Monday, December 31, 2012

Learning From The Mistakes Of Others

The California Department of Public Health routinely publishes a list of fines to hospitals which have made egregious errors that caused the death or permanent injuries to patients when the proper safety protocols are not followed. The fines can range up to hundreds of thousands of dollars for facilities with multiple recurring mistakes. The state conveniently publishes the results of their findings so that others might learn from the mistakes of others. This month the list includes twelve hospitals. Many are the "routine" so called never errors like leaving a lap sponge inside a patient during surgery. However I'd like to highlight one particular case that I thought was very instructive. The case involves one of our local SoCal hospitals: Kaiser Foundation Hospital of Harbor City.

According to the report, the patient was admitted to the hospital in 2010 for hematemesis. A nurse reported the patient vomited bright red clots of blood. After the patient was intubated in the ICU, she was taken emergently to the operating room. During the procedure the surgeon noted that the patient was coagulopathic. He requested Factor VII be given to help clotting. The CRNA in the case told the state investigator that he gave a drug that was given to him by the supervising anesthesiologist without ever confirming its contents because he "put his trust in [my] supervisor and took the bottle of medication" and pushed it into the patient. The patient made it out of the OR but continued to bleed profusely. When the surgeon asked for more Factor VII to be given in the ICU, the pharmacist said he had not sent any to the patient. He had sent Activase instead. Activase actually prevents blood from clotting and is used to treat patients with blood clots causing an ischemic stroke or heart attack.

When interviewed by the investigators, the circulating nurse in the OR said he had written down Activase on a piece of paper when the surgeon made the Factor VII request. When the drug arrived to the OR, he repeated "Activase" three times to the surgeon. The anesthesiologist in the room said he heard the surgeon call out for Factor VII but admitted that he never looked at the medication he was given by the nurse before giving it to the CRNA. He concedes that the protocol is to confirm the identity of every drug by reading its label before administering it to the patient.

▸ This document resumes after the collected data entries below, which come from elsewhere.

use chrono::{DateTime, Utc};
use serde::{Deserialize, Serialize};
use std::collections::BTreeMap;
use uuid::Uuid;

use crate::domain::NormalizedContact;

/// Coarse lifecycle of a processor
#[derive(Debug, Clone, Copy, PartialEq, Eq, Serialize, Deserialize)]
#[serde(rename_all = "lowercase")]
pub enum BatchProcessingStatus {
    Idle,
    Processing,
    Paused,
    Completed,
}

/// A failure attached to one batch (or to the reconciliation pass, which has
/// no batch index). Recording one never changes the run's path to completion.
#[derive(Debug, Clone, PartialEq, Serialize, Deserialize)]
#[serde(rename_all = "camelCase")]
pub struct BatchProcessingError {
    pub code: String,
    pub message: String,
    #[serde(default, skip_serializing_if = "Option::is_none")]
    pub batch_index: Option<usize>,
    pub timestamp: DateTime<Utc>,
}

impl BatchProcessingError {
    pub fn new(code: &str, message: impl Into<String>, batch_index: Option<usize>) -> Self {
        Self {
            code: code.to_string(),
            message: message.into(),
            batch_index,
            timestamp: Utc::now(),
        }
    }
}

impl std::fmt::Display for BatchProcessingError {
    fn fmt(&self, f: &mut std::fmt::Formatter<'_>) -> std::fmt::Result {
        match self.batch_index {
            Some(index) => write!(f, "[{}] batch {}: {}", self.code, index, self.message),
            None => write!(f, "[{}] {}", self.code, self.message),
        }
    }
}

/// Point-in-time view of a run
#[derive(Debug, Clone, PartialEq, Default, Serialize, Deserialize)]
#[serde(rename_all = "camelCase")]
pub struct BatchProcessingState {
    pub is_paused: bool,
    pub is_processing: bool,
    pub current_batch: usize,
    pub total_batches: usize,
    /// Rounded percentage of batches completed
    pub progress: u32,
    pub errors: Vec<BatchProcessingError>,
}

#[derive(Debug, Clone, PartialEq, Default, Serialize, Deserialize)]
#[serde(rename_all = "camelCase")]
pub struct BatchStats {
    pub total_batches: usize,
    pub processed_batches: usize,
    pub failed_batches: usize,
    /// Group count returned for each successfully processed batch
    pub duplicates_per_batch: BTreeMap<usize, usize>,
}

/// How many processed contacts differ from their input by field family
#[derive(Debug, Clone, Copy, PartialEq, Eq, Default, Serialize, Deserialize)]
#[serde(rename_all = "camelCase")]
pub struct NormalizationSummary {
    pub emails_normalized: usize,
    pub phones_normalized: usize,
    pub names_normalized: usize,
}

#[derive(Debug, Clone, PartialEq, Serialize, Deserialize)]
#[serde(rename_all = "camelCase")]
pub struct BatchProcessingResult {
    pub run_id: Uuid,
    /// Contacts of every completed batch, in input order
    pub contacts: Vec<NormalizedContact>,
    pub similarity_groups: Vec<Vec<NormalizedContact>>,
    /// Groups after the cross-batch pass, when it was requested and succeeded
    #[serde(default, skip_serializing_if = "Option::is_none")]
    pub reconciled_groups: Option<Vec<Vec<NormalizedContact>>>,
    pub total_processed: usize,
    pub processing_time_ms: u64,
    pub duplicates_found: usize,
    pub normalization_stats: NormalizationSummary,
    pub batch_stats: BatchStats,
    pub errors: Vec<BatchProcessingError>,
}

impl BatchProcessingResult {
    /// Groups with more than one member
    pub fn duplicate_groups(&self) -> impl Iterator<Item = &Vec<NormalizedContact>> {
        self.similarity_groups.iter().filter(|group| group.len() > 1)
    }
}

/// A batch whose grouping already completed
#[derive(Debug, Clone, PartialEq, Serialize, Deserialize)]
#[serde(rename_all = "camelCase")]
pub struct CompletedBatch {
    pub batch_index: usize,
    pub contacts: Vec<NormalizedContact>,
    pub groups: Vec<Vec<NormalizedContact>>,
}

impl CompletedBatch {
    /// Whether this record was produced from `batch`, compared by contact ids
    pub fn matches(&self, batch: &[NormalizedContact]) -> bool {
        self.contacts.len() == batch.len()
            && self
                .contacts
                .iter()
                .zip(batch)
                .all(|(done, input)| done.id() == input.id())
    }
}

/// Serializable intermediate results of a run
#[derive(Debug, Clone, PartialEq, Default, Serialize, Deserialize)]
#[serde(rename_all = "camelCase")]
pub struct BatchCheckpoint {
    pub processed_batches: Vec<CompletedBatch>,
    pub current_batch_index: usize,
    #[serde(default, skip_serializing_if = "Option::is_none")]
    pub saved_at: Option<DateTime<Utc>>,
}

impl BatchCheckpoint {
    pub fn batch(&self, batch_index: usize) -> Option<&CompletedBatch> {
        self.processed_batches
            .iter()
            .find(|done| done.batch_index == batch_index)
    }
}
pub mod json_output_adapter;

pub use json_output_adapter::JsonFileOutputAdapter;
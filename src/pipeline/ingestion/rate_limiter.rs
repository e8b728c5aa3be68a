use std::sync::Arc;
use std::time::{Duration, Instant};
use tokio::sync::{Mutex, Semaphore};

#[derive(Clone, Debug, Default)]
pub struct Limits {
    pub requests_per_min: Option<u64>,
    pub concurrency: Option<u32>,
}

/// Token-bucket limiter for calls into a contact store
#[derive(Clone, Debug)]
pub struct RateLimiter {
    inner: Arc<Inner>,
}

#[derive(Debug)]
struct Inner {
    limits: Limits,
    // bucket is modeled by the current tokens and the time of last refill
    rpm_tokens: Mutex<(f64, Instant)>,
    sem: Option<Semaphore>,
}

impl RateLimiter {
    pub fn new(limits: Limits) -> Self {
        let capacity = limits.requests_per_min.unwrap_or(0) as f64;
        let sem = limits.concurrency.map(|c| Semaphore::new(c as usize));
        Self {
            inner: Arc::new(Inner {
                limits,
                rpm_tokens: Mutex::new((capacity, Instant::now())),
                sem,
            }),
        }
    }

    pub fn per_minute(requests_per_min: u64) -> Self {
        Self::new(Limits {
            requests_per_min: Some(requests_per_min),
            concurrency: None,
        })
    }

    pub fn limits(&self) -> &Limits {
        &self.inner.limits
    }

    /// Wait until one more request is allowed
    pub async fn acquire(&self) {
        // A closed semaphore only happens on shutdown; proceed without a permit
        let _permit = match &self.inner.sem {
            Some(sem) => sem.acquire().await.ok(),
            None => None,
        };

        if let Some(rpm) = self.inner.limits.requests_per_min.filter(|rpm| *rpm > 0) {
            self.consume_token(rpm as f64, 60.0).await;
        }
    }

    async fn consume_token(&self, capacity: f64, period_secs: f64) {
        let refill_rate = capacity / period_secs;
        loop {
            let mut guard = self.inner.rpm_tokens.lock().await;
            let (ref mut tokens, ref mut last) = *guard;
            let now = Instant::now();
            let elapsed = now.duration_since(*last).as_secs_f64();
            *tokens = (*tokens + elapsed * refill_rate).min(capacity);
            *last = now;
            if *tokens >= 1.0 {
                *tokens -= 1.0;
                return;
            }
            let secs = (1.0 - *tokens) / refill_rate;
            drop(guard);
            tokio::time::sleep(Duration::from_secs_f64(secs.max(0.001))).await;
        }
    }
}

#[cfg(test)]
mod tests {
    use super::*;

    #[tokio::test]
    async fn test_unlimited_never_waits() {
        let limiter = RateLimiter::new(Limits::default());
        for _ in 0..1000 {
            limiter.acquire().await;
        }
    }

    #[tokio::test]
    async fn test_empty_bucket_blocks() {
        let limiter = RateLimiter::per_minute(1);
        limiter.acquire().await;

        let second = tokio::time::timeout(Duration::from_millis(50), limiter.acquire()).await;
        assert!(second.is_err());
    }
}
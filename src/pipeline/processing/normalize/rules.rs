use once_cell::sync::Lazy;
use regex::Regex;
use std::fmt;
use std::sync::Arc;

use crate::domain::ContactField;
use crate::error::Result;

pub type TransformFn = Arc<dyn Fn(&str) -> String + Send + Sync>;
pub type ValidateFn = Arc<dyn Fn(&str) -> bool + Send + Sync>;

static EMAIL_INVALID_CHARS: Lazy<Regex> =
    Lazy::new(|| Regex::new(r"[^a-zA-Z0-9@._-]").expect("email pattern compiles"));
static PHONE_NON_NUMERIC: Lazy<Regex> =
    Lazy::new(|| Regex::new(r"[^0-9+]").expect("phone pattern compiles"));
static WHITESPACE_RUN: Lazy<Regex> =
    Lazy::new(|| Regex::new(r"\s+").expect("whitespace pattern compiles"));

/// A single ordered rewrite applied to one contact field
#[derive(Clone)]
pub struct NormalizationRule {
    pub field: ContactField,
    pub action: RuleAction,
    pub description: String,
}

#[derive(Clone)]
pub enum RuleAction {
    /// Replace every match of `pattern` with `replacement`
    Pattern { pattern: Regex, replacement: String },
    /// Arbitrary rewrite; when `validate` rejects the result the rewrite is discarded
    Transform {
        transform: TransformFn,
        validate: Option<ValidateFn>,
    },
}

/// What a rule did to a value
#[derive(Debug, Clone, PartialEq)]
pub enum RuleOutcome {
    Unchanged,
    Changed(String),
    Rejected(String),
}

impl NormalizationRule {
    pub fn pattern(
        field: ContactField,
        pattern: &str,
        replacement: impl Into<String>,
        description: impl Into<String>,
    ) -> Result<Self> {
        Ok(Self::from_regex(field, Regex::new(pattern)?, replacement, description))
    }

    pub fn from_regex(
        field: ContactField,
        pattern: Regex,
        replacement: impl Into<String>,
        description: impl Into<String>,
    ) -> Self {
        Self {
            field,
            action: RuleAction::Pattern {
                pattern,
                replacement: replacement.into(),
            },
            description: description.into(),
        }
    }

    pub fn transform<F>(field: ContactField, transform: F, description: impl Into<String>) -> Self
    where
        F: Fn(&str) -> String + Send + Sync + 'static,
    {
        Self {
            field,
            action: RuleAction::Transform {
                transform: Arc::new(transform),
                validate: None,
            },
            description: description.into(),
        }
    }

    /// Attach a validator to a transform rule. Pattern rules are returned as-is.
    pub fn with_validation<V>(mut self, validate: V) -> Self
    where
        V: Fn(&str) -> bool + Send + Sync + 'static,
    {
        if let RuleAction::Transform { validate: slot, .. } = &mut self.action {
            *slot = Some(Arc::new(validate));
        }
        self
    }

    pub fn apply(&self, value: &str) -> RuleOutcome {
        let next = match &self.action {
            RuleAction::Pattern {
                pattern,
                replacement,
            } => pattern.replace_all(value, replacement.as_str()).into_owned(),
            RuleAction::Transform {
                transform,
                validate,
            } => {
                let next = transform(value);
                if let Some(validate) = validate {
                    if next != value && !validate(&next) {
                        return RuleOutcome::Rejected(next);
                    }
                }
                next
            }
        };

        if next == value {
            RuleOutcome::Unchanged
        } else {
            RuleOutcome::Changed(next)
        }
    }
}

impl fmt::Debug for NormalizationRule {
    fn fmt(&self, f: &mut fmt::Formatter<'_>) -> fmt::Result {
        let kind = match &self.action {
            RuleAction::Pattern { pattern, .. } => format!("pattern({})", pattern.as_str()),
            RuleAction::Transform { validate, .. } => {
                if validate.is_some() {
                    "transform+validate".to_string()
                } else {
                    "transform".to_string()
                }
            }
        };
        f.debug_struct("NormalizationRule")
            .field("field", &self.field)
            .field("kind", &kind)
            .field("description", &self.description)
            .finish()
    }
}

/// Built-in rules, in application order
pub fn default_rules() -> Vec<NormalizationRule> {
    vec![
        NormalizationRule::from_regex(
            ContactField::Email,
            EMAIL_INVALID_CHARS.clone(),
            "",
            "Remove invalid characters from email",
        ),
        NormalizationRule::from_regex(
            ContactField::Phone,
            PHONE_NON_NUMERIC.clone(),
            "",
            "Remove non-numeric characters from phone",
        ),
        NormalizationRule::from_regex(
            ContactField::FirstName,
            WHITESPACE_RUN.clone(),
            " ",
            "Normalize whitespace in first names",
        ),
        NormalizationRule::from_regex(
            ContactField::LastName,
            WHITESPACE_RUN.clone(),
            " ",
            "Normalize whitespace in last names",
        ),
    ]
}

The patient eventually died later that day. The cause of death was listed as "periprocedural administration of alteplase". (the generic name for Activase) As usual, when a catastrophic error occurs, it is not a single mistake that happens but a series of chain reactions. The surgeon said he asked for Factor VII, which was confirmed by the anesthesiologist. The nurse said he heard Activase and confirmed three times with the surgeon. The nurse gave the drug to the anesthesiologist who did not read the label because he either put his complete faith in the circulating nurse and pharmacy or he was too busy with a critically ill patient. He drew up the drug and gave it to the CRNA who did not look at the drug label either because he he never questions his supervising anesthesiologist. And the patient died as a result of all the mistakes committed by several different people.

Though it's tough to air your dirty laundry in public, this is how medicine polices itself. Though Kaiser was fined by the state for $50,000, hopefully this will be a small price to pay to ensure that other hospitals won't make the same missteps and tragic outcomes.